··· DATA FOR ANALYSIS ···

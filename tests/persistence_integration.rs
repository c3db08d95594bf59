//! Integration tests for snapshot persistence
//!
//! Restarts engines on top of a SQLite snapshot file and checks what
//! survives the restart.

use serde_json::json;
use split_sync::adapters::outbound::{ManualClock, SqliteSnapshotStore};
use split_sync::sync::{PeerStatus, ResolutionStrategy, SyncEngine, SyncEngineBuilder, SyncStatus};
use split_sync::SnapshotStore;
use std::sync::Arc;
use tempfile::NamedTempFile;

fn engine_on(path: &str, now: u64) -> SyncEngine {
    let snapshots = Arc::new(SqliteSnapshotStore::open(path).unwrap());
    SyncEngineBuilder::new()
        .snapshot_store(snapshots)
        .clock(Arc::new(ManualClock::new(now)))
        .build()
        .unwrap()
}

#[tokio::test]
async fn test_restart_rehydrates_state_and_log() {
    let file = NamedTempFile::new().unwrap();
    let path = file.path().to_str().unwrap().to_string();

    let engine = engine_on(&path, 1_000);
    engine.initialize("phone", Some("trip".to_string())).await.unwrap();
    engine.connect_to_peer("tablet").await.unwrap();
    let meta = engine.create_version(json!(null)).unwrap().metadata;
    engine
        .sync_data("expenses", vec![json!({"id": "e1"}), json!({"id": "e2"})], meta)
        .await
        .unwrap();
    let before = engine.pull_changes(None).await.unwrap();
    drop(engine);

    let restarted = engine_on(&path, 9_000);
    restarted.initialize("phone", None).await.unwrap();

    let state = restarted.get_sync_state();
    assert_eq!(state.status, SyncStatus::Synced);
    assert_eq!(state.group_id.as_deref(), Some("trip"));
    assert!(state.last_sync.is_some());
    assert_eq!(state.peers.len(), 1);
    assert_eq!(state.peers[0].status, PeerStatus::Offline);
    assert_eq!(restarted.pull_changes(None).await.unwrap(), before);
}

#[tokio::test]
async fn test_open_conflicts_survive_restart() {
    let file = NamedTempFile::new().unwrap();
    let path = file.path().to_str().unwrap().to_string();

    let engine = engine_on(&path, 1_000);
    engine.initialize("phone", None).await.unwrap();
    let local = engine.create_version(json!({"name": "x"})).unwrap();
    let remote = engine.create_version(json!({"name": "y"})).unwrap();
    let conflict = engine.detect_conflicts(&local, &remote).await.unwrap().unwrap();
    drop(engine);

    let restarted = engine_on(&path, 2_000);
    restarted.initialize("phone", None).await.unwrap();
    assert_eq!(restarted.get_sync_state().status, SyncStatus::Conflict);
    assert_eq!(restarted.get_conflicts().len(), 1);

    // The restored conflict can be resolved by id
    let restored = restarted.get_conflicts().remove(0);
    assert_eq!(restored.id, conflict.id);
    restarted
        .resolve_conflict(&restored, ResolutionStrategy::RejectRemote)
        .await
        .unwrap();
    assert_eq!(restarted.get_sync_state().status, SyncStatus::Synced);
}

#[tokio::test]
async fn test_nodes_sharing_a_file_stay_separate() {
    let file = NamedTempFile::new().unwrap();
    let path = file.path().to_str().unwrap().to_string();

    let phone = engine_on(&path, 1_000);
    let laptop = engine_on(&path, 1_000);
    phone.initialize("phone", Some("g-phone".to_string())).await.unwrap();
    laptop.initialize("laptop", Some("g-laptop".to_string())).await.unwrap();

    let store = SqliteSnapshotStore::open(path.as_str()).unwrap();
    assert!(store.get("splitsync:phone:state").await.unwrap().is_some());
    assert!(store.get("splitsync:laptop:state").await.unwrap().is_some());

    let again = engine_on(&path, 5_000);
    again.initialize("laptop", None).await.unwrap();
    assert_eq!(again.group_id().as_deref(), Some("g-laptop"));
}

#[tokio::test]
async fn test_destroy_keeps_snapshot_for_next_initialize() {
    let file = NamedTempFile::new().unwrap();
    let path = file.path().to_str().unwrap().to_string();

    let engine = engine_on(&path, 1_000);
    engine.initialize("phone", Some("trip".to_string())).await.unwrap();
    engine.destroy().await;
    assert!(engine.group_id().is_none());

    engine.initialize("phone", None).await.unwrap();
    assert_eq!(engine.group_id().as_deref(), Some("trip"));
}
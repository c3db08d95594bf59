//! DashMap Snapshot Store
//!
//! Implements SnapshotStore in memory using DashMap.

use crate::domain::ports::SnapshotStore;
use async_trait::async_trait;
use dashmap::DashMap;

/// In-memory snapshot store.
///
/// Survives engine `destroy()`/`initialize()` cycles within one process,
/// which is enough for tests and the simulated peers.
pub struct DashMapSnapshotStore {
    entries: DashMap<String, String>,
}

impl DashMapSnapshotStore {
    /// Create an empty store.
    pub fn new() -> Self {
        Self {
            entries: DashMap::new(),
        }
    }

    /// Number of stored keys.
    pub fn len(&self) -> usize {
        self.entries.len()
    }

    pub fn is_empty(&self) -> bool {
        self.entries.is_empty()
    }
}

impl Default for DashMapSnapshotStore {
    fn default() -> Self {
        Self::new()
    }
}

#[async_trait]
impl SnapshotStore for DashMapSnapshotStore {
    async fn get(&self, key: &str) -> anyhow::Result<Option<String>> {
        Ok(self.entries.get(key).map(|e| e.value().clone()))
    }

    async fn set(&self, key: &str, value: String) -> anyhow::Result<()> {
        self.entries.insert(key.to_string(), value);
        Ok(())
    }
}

···

## TASK BRIEF:
Give an exact copy of every line from the one holding "In-memory snapshot store." through the end of the records, both included, and no other lines.

## TASK ANSWER:
/// In-memory snapshot store.
///
/// Survives engine `destroy()`/`initialize()` cycles within one process,
/// which is enough for tests and the simulated peers.
pub struct DashMapSnapshotStore {
    entries: DashMap<String, String>,
}

impl DashMapSnapshotStore {
    /// Create an empty store.
    pub fn new() -> Self {
        Self {
            entries: DashMap::new(),
        }
    }

    /// Number of stored keys.
    pub fn len(&self) -> usize {
        self.entries.len()
    }

    pub fn is_empty(&self) -> bool {
        self.entries.is_empty()
    }
}

impl Default for DashMapSnapshotStore {
    fn default() -> Self {
        Self::new()
    }
}

#[async_trait]
impl SnapshotStore for DashMapSnapshotStore {
    async fn get(&self, key: &str) -> anyhow::Result<Option<String>> {
        Ok(self.entries.get(key).map(|e| e.value().clone()))
    }

    async fn set(&self, key: &str, value: String) -> anyhow::Result<()> {
        self.entries.insert(key.to_string(), value);
        Ok(())
    }
}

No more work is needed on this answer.